Country star Billy Ray Cyrus, best known for his monster 1992 hit "Achy Breaky Heart," played a sitcom dad to his own daughter Miley in this sunny Disney tween comedy. Miley Stewart ( Miley Cyrus) was an energetic eighth grader at Seaview Middle School in Malibu, California, who led a secret life as pop sensation Hannah Montana.When classes were over she donned a blond wig and was swept into a world of limos, celebrities and huge concerts ( talk about a teen fantasy!). Incredibly nobody knew her secret except for widower dad Robbie ( Billy Ray Cyrus), who was her manager and songwriter ( his disguise on the road was a simple mustache), big brother Jackson ( Jason Earles), who was more interested in scams and girls, and her two best friends , hyperactive Lilly ( Emily Osment) and dorky Oliver ( Mitchel Musso).

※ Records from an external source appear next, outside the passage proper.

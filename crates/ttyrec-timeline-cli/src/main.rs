//! `ttyrec-timeline`: record or read a ttyrec session and print its playback
//! timeline as JSON.
//!
//! Without `--script-file` a fresh session is recorded with the configured
//! recorder (ttyrec by default) into a temporary file. The resulting render
//! payload, `{"timeline": [[text, offset_ms], ..], "dimensions": [h, w]}`, is
//! written to `--output-file` or stdout.

use std::fs::File;
use std::io::{self, BufWriter};
use std::path::{Path, PathBuf};

use anyhow::{Context, Result};
use clap::Parser;
use tracing::{info, warn};
use tracing_subscriber::{layer::SubscriberExt, util::SubscriberInitExt};
use ttyrec_timeline::{
    ByteOrder, Config, DimensionProbe, Dimensions, Recorder, RenderPayload, Timeline,
    TimelineError, build_timeline,
};

#[derive(Parser, Debug)]
#[command(
    name = "ttyrec-timeline",
    about = "Turn a ttyrec recording into a playback timeline",
    version = env!("CARGO_PKG_VERSION")
)]
struct Cli {
    /// Command to record instead of an interactive shell
    #[arg(short, long, conflicts_with = "script_file")]
    command: Option<String>,

    /// Terminal dimensions to report
    #[arg(short, long, num_args = 2, value_names = ["HEIGHT", "WIDTH"])]
    dimensions: Option<Vec<u16>>,

    /// Write the JSON here instead of stdout
    #[arg(short, long)]
    output_file: Option<PathBuf>,

    /// Read an existing ttyrec log instead of recording one
    #[arg(short, long)]
    script_file: Option<PathBuf>,

    /// Byte order of frame headers: little, big or native
    #[arg(long, value_name = "ORDER")]
    byte_order: Option<ByteOrder>,

    /// Configuration file (TOML or JSON)
    #[arg(long, value_name = "PATH")]
    config: Option<PathBuf>,

    /// Emit the frames before a truncated tail instead of failing
    #[arg(long)]
    allow_truncated: bool,
}

impl Cli {
    fn dimensions(&self) -> Option<Dimensions> {
        match self.dimensions.as_deref() {
            Some(&[height, width]) => Some(Dimensions::new(height, width)),
            _ => None,
        }
    }

    /// Configuration from file and environment, with flags on top.
    fn config(&self) -> Result<Config> {
        let mut config = Config::load(self.config.as_deref()).context("loading configuration")?;
        if let Some(byte_order) = self.byte_order {
            config = config.byte_order(byte_order);
        }
        if let Some(dimensions) = self.dimensions() {
            config = config.dimensions(dimensions);
        }
        Ok(config)
    }
}

fn main() -> Result<()> {
    init_tracing();
    run(&Cli::parse())
}

fn run(cli: &Cli) -> Result<()> {
    let config = cli.config()?;

    let (timeline, replaying) = match &cli.script_file {
        Some(path) => (decode_file(path, &config)?, true),
        None => (record_session(cli.command.as_deref(), &config)?, false),
    };

    if let Some(&err) = timeline.truncation() {
        let err = TimelineError::truncated(timeline.len(), err);
        if !cli.allow_truncated {
            return Err(err).context("log is truncated (use --allow-truncated to keep the decoded frames)");
        }
        warn!(error = %err, "emitting partial timeline");
    }

    let probed = DimensionProbe::new()
        .explicit(config.dimensions)
        .probe_terminal(!replaying)
        .resolve();
    info!(
        frames = timeline.len(),
        duration_ms = timeline.duration_ms(),
        dimensions = %probed.dimensions,
        "timeline built"
    );

    let payload = RenderPayload::from_timeline(timeline, probed.dimensions);
    match &cli.output_file {
        Some(path) => {
            let file = File::create(path)
                .with_context(|| format!("creating output file {}", path.display()))?;
            payload
                .write_json(BufWriter::new(file))
                .with_context(|| format!("writing {}", path.display()))?;
        }
        None => payload
            .write_json(io::stdout().lock())
            .context("writing to stdout")?,
    }
    Ok(())
}

fn decode_file(path: &Path, config: &Config) -> Result<Timeline> {
    let log = std::fs::read(path).with_context(|| format!("reading {}", path.display()))?;
    info!(path = %path.display(), bytes = log.len(), "decoding ttyrec log");
    Ok(build_timeline(log, &config.decoder))
}

fn record_session(command: Option<&str>, config: &Config) -> Result<Timeline> {
    let scratch = tempfile::Builder::new()
        .prefix("ttyrec-timeline-")
        .suffix(".tty")
        .tempfile()
        .context("creating temporary recording file")?;

    Recorder::new(config.recorder.clone())
        .record(command, scratch.path())
        .context("recording session")?;
    decode_file(scratch.path(), config)
}

fn init_tracing() {
    use tracing_subscriber::{EnvFilter, fmt};

    let filter = EnvFilter::try_from_default_env().unwrap_or_else(|_| EnvFilter::new("warn"));
    let fmt_layer = fmt::layer()
        .with_writer(io::stderr)
        .with_target(false)
        .compact();

    let _ = tracing_subscriber::registry()
        .with(filter)
        .with(fmt_layer)
        .try_init();
}
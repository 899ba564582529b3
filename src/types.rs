use std::path::PathBuf;

use serde::Serialize;

/// Kind of image a file was classified as
#[derive(Clone, Copy, Debug, PartialEq, Eq, Serialize)]
#[serde(rename_all = "snake_case")]
pub enum FileKind {
    /// Mach-O image, universal binary, dyld cache, or anything marked executable
    NativeExecutable,
    /// Windows Portable Executable (.exe / .dll / MZ header)
    WindowsPE,
    Unclassified,
}

impl FileKind {
    pub fn is_classified(&self) -> bool {
        !matches!(self, FileKind::Unclassified)
    }

    pub fn label(&self) -> &'static str {
        match self {
            FileKind::NativeExecutable => "native executable",
            FileKind::WindowsPE => "Windows PE",
            FileKind::Unclassified => "unclassified",
        }
    }
}

/// A directory entry together with its classification
#[derive(Clone, Debug, PartialEq, Eq)]
pub struct ClassifiedFile {
    pub path: PathBuf,
    pub kind: FileKind,
}

/// Category an extracted line came from, in report order
#[derive(Clone, Copy, Debug, PartialEq, Eq, PartialOrd, Ord, Serialize)]
#[serde(rename_all = "snake_case")]
pub enum Source {
    Strings,
    Symbols,
    ObjcMethods,
}

/// One line produced by an extractor
#[derive(Clone, Debug, PartialEq, Eq)]
pub struct ExtractedLine {
    pub source: Source,
    pub text: String,
}

/// Flat, ordered list of every line extracted from one file
pub type ExtractionResult = Vec<ExtractedLine>;

/// Captured result of one external command
#[derive(Clone, Debug, Default, PartialEq, Eq)]
pub struct SubprocessOutcome {
    pub exit_code: i32,
    pub stdout: Vec<u8>,
    pub stderr: Vec<u8>,
}

impl SubprocessOutcome {
    pub fn success(&self) -> bool {
        self.exit_code == 0
    }
}

#[derive(Clone, Copy, Debug, Default, PartialEq, Eq, clap::ValueEnum)]
pub enum OutputFormat {
    #[default]
    Text,
    Json,
}

/// Everything the scan needs to know about what the user asked for
#[derive(Clone, Debug)]
pub struct SearchOptions {
    pub case_insensitive: bool,
    pub include_symbols: bool,
    pub include_objc_methods: bool,
    pub treat_all_as_executable: bool,
    pub target_path: PathBuf,
    pub search_terms: Vec<String>,
    pub format: OutputFormat,
}

/// A matching line, trimmed for display
#[derive(Clone, Debug, PartialEq, Eq, Serialize)]
pub struct MatchedLine {
    pub source: Source,
    pub line: String,
}

/// A file with at least one matching line
#[derive(Clone, Debug, PartialEq, Eq, Serialize)]
pub struct FileReport {
    pub path: PathBuf,
    pub kind: FileKind,
    pub matches: Vec<MatchedLine>,
}
use std::fs::{self, File};
use std::io::Read;
use std::path::Path;

use crate::types::FileKind;

/// Mach-O (32/64-bit, both byte orders), universal binaries and dyld shared caches.
/// Byte-swapped pairs are intentional.
pub const NATIVE_SIGNATURES: [u32; 8] = [
    0xfeedface, 0xcefaedfe, 0xfeedfacf, 0xcffaedfe, 0xcafebabe, 0xbebafeca, 0x64796C64, 0x646C7964,
];

/// `MZ` DOS header, in either byte order
pub const PE_SIGNATURES: [u32; 2] = [0x5A4D, 0x4D5A];

/// Classify a file as a native executable, a Windows PE image, or neither.
///
/// The native test wins when both would match. I/O failures never surface:
/// they only make the corresponding magic test fail.
pub fn classify(path: &Path) -> FileKind {
    let prefix = read_prefix(path);

    if is_executable(path) || is_native_magic(&prefix) {
        FileKind::NativeExecutable
    } else if has_pe_extension(path) || is_pe_magic(&prefix) {
        FileKind::WindowsPE
    } else {
        FileKind::Unclassified
    }
}

/// First bytes of the file, or fewer when it is short or unreadable.
fn read_prefix(path: &Path) -> Vec<u8> {
    let mut prefix = Vec::with_capacity(4);
    if let Ok(file) = File::open(path) {
        let _ = file.take(4).read_to_end(&mut prefix);
    }
    prefix
}

/// Assemble `bytes` little-endian, `b0 | b1 << 8 | ...`
fn assemble(bytes: &[u8]) -> u32 {
    bytes
        .iter()
        .enumerate()
        .fold(0u32, |acc, (i, b)| acc | (u32::from(*b) << (8 * i)))
}

pub fn is_native_magic(prefix: &[u8]) -> bool {
    prefix.len() >= 4 && NATIVE_SIGNATURES.contains(&assemble(&prefix[..4]))
}

pub fn is_pe_magic(prefix: &[u8]) -> bool {
    prefix.len() >= 2 && PE_SIGNATURES.contains(&assemble(&prefix[..2]))
}

pub fn has_pe_extension(path: &Path) -> bool {
    matches!(
        path.extension().and_then(|e| e.to_str()),
        Some("exe") | Some("dll")
    )
}

#[cfg(unix)]
pub fn is_executable(path: &Path) -> bool {
    use std::os::unix::fs::PermissionsExt;

    fs::metadata(path)
        .map(|m| m.is_file() && m.permissions().mode() & 0o111 != 0)
        .unwrap_or(false)
}

#[cfg(not(unix))]
pub fn is_executable(_path: &Path) -> bool {
    false
}

/// True when `line` contains any of `terms`.
pub fn matches<S: AsRef<str>>(line: &str, terms: &[S], case_insensitive: bool) -> bool {
    if case_insensitive {
        let line = fold_case(line);
        terms
            .iter()
            .any(|term| line.contains(&fold_case(term.as_ref())))
    } else {
        terms.iter().any(|term| line.contains(term.as_ref()))
    }
}

/// Lowercase one char at a time. Unlike `str::to_lowercase` the result of a
/// substring is always a substring of the result.
fn fold_case(s: &str) -> String {
    s.chars().flat_map(char::to_lowercase).collect()
}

Stories were filled with school rivalries and crushes, interspersed with concert footage of Hannah. Dad, it was revealed , had once been a popular singer too( wink wink).


Disney used the popular series to launch a real music career for young Miley. Her first album, a soundtrack of songs from the series ( on the Disney label, natch)went to number one on the billboard charts in the fall of 2006.


A Review from Entertainment Weekly


TV Review
Hannah Montana


C+ By Gillian Flynn


Turns out Saved by the Bell was subtle! Father-daughter team Billy Ray and Miley Cyrus star as a dad and daughter, but stop those achy-breaky hearts midflutter — Hannah Montana is Miley's show. She plays a normal California tween whose alter ego is famous pop star Hannah Montana (a distant relation, one assumes, to Amelia Bedelia). Cyrus the Elder has an easy touch amid all the screeching, squealing, and lessons quickly learned. Each of the kids is fine, especially Emily Osment (Haley Joel's sister) as Miley's wacky best friend, Lilly — a sort of Kimmy Gibbler redux.



An Article from The New York Times


Hannah Montana and Miley Cyrus: A Tale of Two Tweens

By JACQUES STEINBERG
Published: April 20, 2006


The moment that 13-year-old Miley Cyrus knew for sure that her life had taken a surreal turn happened just a few weeks ago, when her 6-year-old sister, Noah, sheepishly told her that she had entered a contest on the Disney Channel Web site to win backstage passes to a concert featuring the network's newest star. It was Miley.



"You live with me!" Miley said she told her sister, before issuing a warning: don't even think about swiping anything from my bedroom to sell on eBay.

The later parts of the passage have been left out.